Although the plain-view doctrine ordinarily arises in the context of items discovered visually, the "doctrine applies with equal force when law enforcement discovers contraband or evidence of a crime through the sense of touch." Id. Thus, when conducting a lawful Terry frisk, if a police officer "feels an object whose contour or mass makes its identity immediately apparent, there has been no invasion of the suspect's privacy beyond that already authorized by the officer's search for weapons[.]" Id. at 516-17 (citing Minnesota v. Dickerson, 508 U.S. 366, 375-76 (1993)). "'Immediately apparent,' however, does not mean that the officer must be nearly certain as to the criminal nature of the item." Wengert, 364 Md. at 89. "Instead, 'immediately apparent' means that an officer must have probable cause to associate the object with criminal activity." Id. "[I]f the object is contraband, its warrantless seizure would be justified by the same practical considerations that inhere in the plain-view context." McCracken, 429 Md. at 517 (citations omitted).

"A police officer has probable cause to conduct a search when the facts available to [him] would warrant a [person] of reasonable caution in the belief that contraband or evidence of a crime is present." Florida v. Harris, 568 U.S. 237, 243 (2013) (citations and quotations omitted). "The principal components of a determination of...probable cause will be the events which occurred leading up to the stop or search, and then the decision whether these historical facts, viewed from the standpoint of an objectively reasonable police officer, amount to...probable cause." Ornelas v. U.S., 517 U.S. 690, 696 (1996).

That said, "'the probable-cause standard is a practical, nontechnical conception that deals with the factual and practical considerations of everyday life on which reasonable and prudent men, not legal technicians, act.'" McCracken, 429 Md. at 519 (quoting Maryland v. Pringle, 540 U.S. 366, 370 (2003)). "Probable cause, moreover, is 'a fluid concept,' 'incapable of precise definition or quantification into percentages because it deals with probabilities and depends on the totality of the circumstances.'" Id. at 519-20 (quoting Pringle, 370-71)). The standard "merely requires that the facts available to the officer would warrant a man of reasonable caution in the belief that certain items may be contraband or stolen property or useful as evidence of a crime[.]" Wengert, 364 Md. at 90 (internal citations and quotations omitted). The standard is an objective one; that is, "[p]robable cause is to be determined based upon evaluation of facts, viewed from the standpoint of an objectively reasonable police officer, and not on the officer's actual state of mind at the time the challenged action was taken." Id. (internal citations and quotations omitted).
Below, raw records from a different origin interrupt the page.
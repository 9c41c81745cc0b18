//! Reader and writer adapters.

use std::io::{Read, Write};

use log::debug;

use crate::encode::{encode_with, EncodeOptions};
use crate::error::Error;
use crate::value::Value;

/// Reads one HUML document from a byte stream.
///
/// The whole stream is buffered before parsing starts.
pub struct Decoder<R> {
    reader: R,
}

impl<R: Read> Decoder<R> {
    pub fn new(reader: R) -> Self {
        Self { reader }
    }

    /// Read to the end of the stream and parse it.
    ///
    /// Calling this again on an exhausted stream fails with an empty
    /// document error.
    pub fn decode(&mut self) -> Result<Value, Error> {
        let mut buf = Vec::new();
        self.reader.read_to_end(&mut buf)?;
        debug!("read {} bytes", buf.len());
        Ok(crate::parse_bytes(&buf)?)
    }

    pub fn into_inner(self) -> R {
        self.reader
    }
}

/// Writes HUML documents to a byte stream.
///
/// Each document is rendered in full before anything is written, so a failed
/// encode leaves the writer untouched.
pub struct Encoder<W> {
    writer: W,
    options: EncodeOptions,
}

impl<W: Write> Encoder<W> {
    pub fn new(writer: W) -> Self {
        Self {
            writer,
            options: EncodeOptions::default(),
        }
    }

    pub fn with_options(mut self, options: EncodeOptions) -> Self {
        self.options = options;
        self
    }

    pub fn encode(&mut self, value: &Value) -> Result<(), Error> {
        let text = encode_with(value, &self.options)?;
        self.writer.write_all(text.as_bytes())?;
        Ok(())
    }

    pub fn into_inner(self) -> W {
        self.writer
    }
}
Here, we hold that an objectively reasonable police officer in Detective Hahn's position would have had probable cause to believe that the item in Smith's pocket was contraband. As previously discussed, the police went to 401 Champlain Road to investigate suspected criminal activity and, upon arriving, observed Smith jump from a second-story doorway and attempt to flee the scene. After the officers gave chase, Smith continued to flee and even attempted to scale a nearby fence. When that attempt failed, Smith tried to run back toward the front of the house but was apprehended. Then, when Detective Hahn frisked Smith immediately after his apprehension, the officer "felt a large hard substance in [Smith's] front pants pocket." Based on those circumstances, Detective Hahn had probable cause to search Smith's pocket, as a man of reasonable caution would be warranted in believing that the item in Smith's pocket was contraband. Accordingly, the suppression court did not err in denying Smith's motion to suppress.

III.

Smith's final contention is that the trial court, in permitting him to discharge counsel at the start of trial, failed to comply with Maryland Rule 4-215. Specifically, Smith maintains that the court failed to make a finding as to whether he had a meritorious reason for wanting to discharge counsel at the start of trial. Smith further maintains that the court failed to follow the proper steps required by the Rule, namely, to either grant his request and continue the matter, which the Rule requires if a request to discharge counsel is deemed meritorious, or advise him that trial would proceed as scheduled with him unrepresented, which the Rule requires if a request to discharge counsel is deemed unmeritorious. Appellant asserts that, because the strictures of Rule 4-215 are mandatory, the court's deviation from those strictures requires reversal.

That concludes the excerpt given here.